Sigh-less — Yet ANOTHER ex-trojan gets busted for cheating, as Redskin Running Back Silas Redd receives a 4-game suspension for SUBSTANCE ABUSE

The beat goes on, and on, and on.  Stop me if you’ve heard this before, but the word “trojan” and the word “cheater” are synonymous.  For the umpteenth time, a trojan player gets disgraced, for breaking the rules, to try to gain a competitive edge.  Redd was a rookie last season, but got only 16 carries ALL SEASON!   Apparently frustrated with his inability to get his ass off the bench in Washington, he probably injected that ass with steroids, or took some other performance-enhancing drug.  And of course, because he got his so-called education from the Clown College on Figueroa, he wasn’t bright enough to pull it off without getting nailed.

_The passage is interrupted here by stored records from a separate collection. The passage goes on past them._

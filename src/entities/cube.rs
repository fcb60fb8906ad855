use super::{Color, Point3, Vertex};

/// Six faces, two counter-clockwise triangles each, over the eight corners
/// laid out as front quad (0..4) then back quad (4..8).
#[rustfmt::skip]
pub const CUBE_INDICES: [u16; 36] = [
    // front
    0, 1, 2, 2, 3, 0,
    // right
    1, 5, 6, 6, 2, 1,
    // back
    7, 6, 5, 5, 4, 7,
    // left
    4, 0, 3, 3, 7, 4,
    // bottom
    4, 5, 1, 1, 0, 4,
    // top
    3, 2, 6, 6, 7, 3,
];

const HALF: f32 = 0.5;

/// One planar face.
///
/// ```text
///  3 ----- 2
///  |       |
///  0 ----- 1
/// ```
#[derive(Debug, Clone, Copy, PartialEq)]
pub struct Quad {
    vertices: [Vertex; 4],
}

impl Quad {
    /// Pairs corner `i` with color `i`, corners given bottom-left,
    /// bottom-right, top-right, top-left.
    pub fn new(corners: [Point3; 4], colors: [Color; 4]) -> Self {
        Self {
            vertices: [
                Vertex::new(corners[0], colors[0]),
                Vertex::new(corners[1], colors[1]),
                Vertex::new(corners[2], colors[2]),
                Vertex::new(corners[3], colors[3]),
            ],
        }
    }

    pub fn vertices(&self) -> &[Vertex; 4] {
        &self.vertices
    }
}

/// Front and back faces of a unit cube centred on the origin. The other four
/// faces come from [`CUBE_INDICES`].
#[derive(Debug, Clone, Copy, PartialEq)]
pub struct Cube {
    quads: [Quad; 2],
}

impl Cube {
    pub fn new(colors: [Color; 4]) -> Self {
        let face = |z: f32| {
            Quad::new(
                [
                    Point3::new(-HALF, -HALF, z),
                    Point3::new(HALF, -HALF, z),
                    Point3::new(HALF, HALF, z),
                    Point3::new(-HALF, HALF, z),
                ],
                colors,
            )
        };

        Self {
            quads: [face(HALF), face(-HALF)],
        }
    }

    pub fn front(&self) -> &Quad {
        &self.quads[0]
    }

    pub fn back(&self) -> &Quad {
        &self.quads[1]
    }

    pub fn vertices(&self) -> Vec<Vertex> {
        self.quads
            .iter()
            .flat_map(|quad| quad.vertices().iter().copied())
            .collect()
    }

    pub fn indices(&self) -> &'static [u16] {
        &CUBE_INDICES
    }
}

impl Default for Cube {
    fn default() -> Self {
        Cube::new([Color::RED, Color::GREEN, Color::BLUE, Color::YELLOW])
    }
}

#[cfg(test)]
mod tests {
    use super::*;
    use crate::entities::{flatten, FLOATS_PER_VERTEX};

    #[test]
    fn cube_has_eight_corners_and_thirty_six_indices() {
        let cube = Cube::default();
        assert_eq!(cube.vertices().len(), 8);
        assert_eq!(cube.indices().len(), 36);
        assert!(cube.indices().iter().all(|&i| i < 8));
        assert_eq!(flatten(&cube.vertices()).len(), 8 * FLOATS_PER_VERTEX);
    }

    #[test]
    fn faces_sit_half_a_unit_from_the_origin() {
        let cube = Cube::default();
        assert!(cube.front().vertices().iter().all(|v| v.position.z == 0.5));
        assert!(cube.back().vertices().iter().all(|v| v.position.z == -0.5));
    }

    #[test]
    fn quad_winds_bottom_left_first() {
        let quad = *Cube::default().front();
        let corners: Vec<(f32, f32)> = quad
            .vertices()
            .iter()
            .map(|v| (v.position.x, v.position.y))
            .collect();
        assert_eq!(
            corners,
            vec![(-0.5, -0.5), (0.5, -0.5), (0.5, 0.5), (-0.5, 0.5)]
        );
    }

    #[test]
    fn colors_are_assigned_per_corner() {
        let colors = [Color::WHITE, Color::BLUE, Color::GREEN, Color::RED];
        let cube = Cube::new(colors);
        for quad in [cube.front(), cube.back()] {
            let got: Vec<Color> = quad.vertices().iter().map(|v| v.color).collect();
            assert_eq!(got, colors.to_vec());
        }
    }

    #[test]
    fn every_corner_is_used() {
        let mut seen = [false; 8];
        for &i in CUBE_INDICES.iter() {
            seen[i as usize] = true;
        }
        assert!(seen.iter().all(|&s| s));
    }
}
use clap::Parser;
use gfx_hal::pso;

use rotation_demos::{
    app,
    config::{self, Args},
    context::Context,
    controls::{SpinConstants, SpinControls},
    entities::{self, Triangle},
    pipelines::ShaderSet,
    renderer::{Renderer, Scene},
    transforms,
};

pub const TITLE: &str = "Rotating triangle";

fn main() -> anyhow::Result<()> {
    config::init_logging();
    let args = Args::parse();

    let shaders = ShaderSet::load(
        &args.shader_path("triangle.vert"),
        &args.shader_path("triangle.frag"),
    )?;

    let triangle = Triangle::default();
    let vertices = entities::flatten(triangle.vertices());

    log::debug!(
        "z-axis quarter turn: {}",
        transforms::rotation3(transforms::Axis::Z, 90.0)
    );

    let context = Context::new(TITLE, args.dims())?;
    let renderer = Renderer::new(
        context.instance,
        context.surface,
        context.adapter,
        args.dims(),
        &Scene {
            vertices: &vertices,
            indices: None,
            shaders: &shaders,
            push_constant_bytes: std::mem::size_of::<SpinConstants>() as u32,
            texture: None,
            cull_face: pso::Face::NONE,
        },
    )?;

    app::run(context.event_loop, context.window, renderer, SpinControls::new())
}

The list of trojan perpetrators grows so fast, I can’t even keep up with it.  I have a list elsewhere on this site, but I know it is missing a handful of trojan cheaters, because they offend so frequently.  This latest transgression will cost the ex-trojan $120,000.  Of course he won’t miss any playing time, because he will serve the 4-game suspension immediately, WHILE he is on Injured Reserve.  The imminent “excuse” is still forthcoming.  Usually when trojans get caught, they DENY, and claim that they are innocent of all charges.  Redd is sure to say he used some ointment like Ben-Gay, and it must have — without his knowledge — contained a substance on the NFL’s banned list.  Riiiiiiigght… It’s inconceivable that sc’s legacy of cheating and steroid abuse could have trained him that if you aren’t cheating, you aren’t trying.

They should drug-test every trojan, before every game.